One of India's foremost jurists draws attention to instances of interpretation of the Constitution as a Hindu document by the Supreme Court, which he says is being done to achieve the stated goal of establishing Hindu Rashtra by 2047, the centenary of the republic

This is a lightly edited transcript of the speech delivered by Prof G. Mohan Gopal at the first session of a seminar on ‘Judicial Appointments and Reforms’ organized by the Campaign for Judicial Accountability and Reforms (CJAR) on 18 February 2023. The topic for the session was ‘Executive Interference in Judicial Appointments’. Prof G. Mohan Gopal is a former vice-chancellor of the National Law School, Bengaluru and a former director of the National Judicial Academy of the Supreme Court of India.  

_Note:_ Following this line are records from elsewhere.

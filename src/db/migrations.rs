use rusqlite::Connection;
use std::fs;
use std::path::{Path, PathBuf};

/// Applies every `*.sql` file in `migrations_dir` that has not been recorded
/// in `_migrations` yet, in file-name order. Returns how many were applied.
pub fn run_migrations(conn: &Connection, migrations_dir: &Path) -> rusqlite::Result<usize> {
    tracing::debug!(dir = %migrations_dir.display(), "Checking for database migrations");

    conn.execute(
        "CREATE TABLE IF NOT EXISTS _migrations (
            id INTEGER PRIMARY KEY AUTOINCREMENT,
            name TEXT NOT NULL UNIQUE,
            applied_at TEXT NOT NULL DEFAULT (datetime('now'))
        )",
        [],
    )?;

    let files = migration_files(migrations_dir);
    tracing::debug!(count = files.len(), "Found migration files");

    let mut applied_count = 0;
    for path in files {
        let Some(name) = path.file_name().map(|n| n.to_string_lossy().into_owned()) else {
            continue;
        };

        let already_applied: bool = conn.query_row(
            "SELECT EXISTS(SELECT 1 FROM _migrations WHERE name = ?)",
            [&name],
            |row| row.get(0),
        )?;
        if already_applied {
            continue;
        }

        let sql = fs::read_to_string(&path)
            .map_err(|e| rusqlite::Error::ToSqlConversionFailure(Box::new(e)))?;

        tracing::info!(migration = %name, "Applying migration");
        let tx = conn.unchecked_transaction()?;
        tx.execute_batch(&sql)?;
        tx.execute("INSERT INTO _migrations (name) VALUES (?)", [&name])?;
        tx.commit()?;
        applied_count += 1;
    }

    if applied_count > 0 {
        tracing::info!(count = applied_count, "Migrations applied successfully");
    } else {
        tracing::debug!("No new migrations to apply");
    }

    Ok(applied_count)
}

fn migration_files(migrations_dir: &Path) -> Vec<PathBuf> {
    let mut files: Vec<PathBuf> = fs::read_dir(migrations_dir)
        .map(|rd| {
            rd.filter_map(|e| e.ok())
                .map(|e| e.path())
                .filter(|p| p.extension().map(|ext| ext == "sql").unwrap_or(false))
                .collect()
        })
        .unwrap_or_default();
    files.sort();
    files
}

The word interference means having a role that you are not supposed to have, a role that is not wanted. That is the literal meaning of the word interference. When we say there is interference we think that the government is having a role in judicial appointments that is not supposed to have, that is not welcome. And it is also true, I think as Mr [Aditya] Sondhi [Senior Advocate, Karnataka High Court] said, that this happens in many ways. It’s not through a formal communication between the Collegium and the government but through many subtle and not so subtle, explicit and implicit ways. We need to look at interference, as Mr Sondhi invited us to do, in a much broader context of de facto interference, and the role of the bar and the politicization of the bar which Mr Sondhi talked about is an extremely important issue, which deeply affects the question of interference in judicial appointments. That is accepted. The question before us is what kind of reforms to the existing system can help deal with this interference, counter this interference? And in particular the reform of the Collegium system, either its abolition and replacement by a commission or retaining and reforming it – what would be the best way to resist interference? I don’t think there is doubt in anyone’s mind that no one, including Chief Justice Lalit, will brook any interference in judicial appointments by the government. When I say interference I mean what it is not supposed to do and which is not sought. When we look at the problem as responding to interference in judicial appointments and we look at the role of the Collegium or an alternate system, unless as Justice Lalit told us, there is no better alternate system and therefore we have to go with the Collegium. We have another session to look at alternative systems and I am not going to transgress into that area. I am just going to look at interference in the system by the government, which is really the issue before us. 

So, that there is interference, is accepted. What we need to discuss is what were the causes and consequences of the interference? Why is there interference? In the very limited time available here, I will mention a couple of points. 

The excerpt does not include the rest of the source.